Wii Sports Resort
Release Date: 07/26/2009
The original Wii Sports came as a pack-in with the Nintendo Wii at launch. Although immediately dismissed a tech demo by critics, gamers around the world fell in love with it instantly. It’s not an understatement to say it is this game, and this game alone that single handedly won the Wii this generation’s console war (so far). According to some dodgy figures by Edge Online, Wii Sports is the best selling game of all time. Because it is a pack-in, it’s hard to take those numbers, like those of Super Mario Bros. seriously because you had to get the game no matter what. Still, 45.7 million copies of Wii Sports have been sold worldwide which is staggering.
Now here we are a few years later with Wii Sports Resort. I have to admit, as much as I enjoyed the original Wii Sports, fifty dollars for a dozen new mini sports games seemed a bit pricey. I became more skeptical when I learned it didn’t have online play (although the Wii is more about face to face interaction anyway, so this was more a minor quibble) and that two of the sports were repeats from the original. Why do that? It’s not like every North American with a Wii doesn’t already have access to those games, right?
However, to sweeten the deal, Nintendo included the new Wii MotionPlus with the game. Still, even with that pack-in, fifty dollars still seemed a bit pricey for a mini game compilation. However, like many, I underestimated Wii Sports at first as well, so I decided to give the game the benefit of the doubt knowing that I may beat repeating the same mistake.

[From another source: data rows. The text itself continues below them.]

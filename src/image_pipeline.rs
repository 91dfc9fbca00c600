//! Image processing pipeline module
//!
//! This module provides a structured approach to CFA to RGB conversion,
//! with separate modules for mosaic reading, super-pixel debayering, TIFF
//! writing, and conversion orchestration.

pub mod common;
pub mod mosaic;
pub mod debayer;
pub mod source;
pub mod tiff;
pub mod provenance;
pub mod conversions;

pub use self::common::{
    ConversionError,
    Result,
};

pub use self::mosaic::{
    Image,
    ImageVariant,
    Sample,
    SampleKind,
    Site,
};

pub use self::debayer::{
    BayerPattern,
    CellSites,
    ProgressMonitor,
    RowRange,
    SuperPixelDebayer,
    can_execute_on,
    super_pixel,
};

pub use self::source::{
    AutoMosaicReader,
    MosaicReader,
    RawLoaderReader,
    SourceImage,
    TiffMosaicReader,
};

pub use self::tiff::{
    TiffCompression,
    ConversionConfig,
    ConversionConfigBuilder,
    RgbWriter,
    StandardTiffWriter,
};

pub use self::provenance::{
    HeaderKeyword,
    Provenance,
};

pub use self::conversions::{
    CfaToRgbPipeline,
    PipelineTimings,
};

So how is Wii Sports Resort? Does it have a chance of winning our Sports Game of the Year award like the original did back in 2007, or was Nintendo unable to recapture the same magic twice?
Although the game advertised twelve sports, there are actually a lot more than that when you count all the variants of those sports available. These variants can feel like completely different games entirely, which adds a bit of life to the title. Here know is a quick rundown of each mini game and whether it is worth your time or not.
1. Swordplay – Duel. This game is similar to the American Gladiators’ game Joust. You’re on a large playing field and the goal is to knock your opponent into the water far below. Best two out of three wins. This is actually my favourite game in the collection. It’s a lot of fun and it’s of note that the computer AI is terribly confused if you use your Wiimote like a rapier or foil (I used to fence) rather than a Kendo sword (Which I also used to do). 1 for 1.
2. Swordplay- Speed Slice. Here you compete against a friend or the computer. The object is to cut the falling item not only faster than your opponent, but in the direction it shows you too. Nice. 2 for 3.
3. Swordplay – Showdown. This was an unexpected surprise. It’s a beat ’em up game where you have to go through ten levels and a ton of enemies. You get three hearts per level. Lose them all and it’s game over. Shockingly fun and addictive. 3 for 3.
4. Wakeboarding. This really didn’t do it for me. You just waggle the wiimote through waves and try to make sure the board your character is on is flat when you land from your jumps. As the original Wii Sports was meant to feel like you were actually playing those games, this kind of missed the point. 3 for 4.
5. Archery. Although aiming seems a little off (Aim higher than you think. Trust me), this felt like using an actual bow somewhat, minus the sheer strength you need to do it in real life. Nice outside the box option. 4 for 5.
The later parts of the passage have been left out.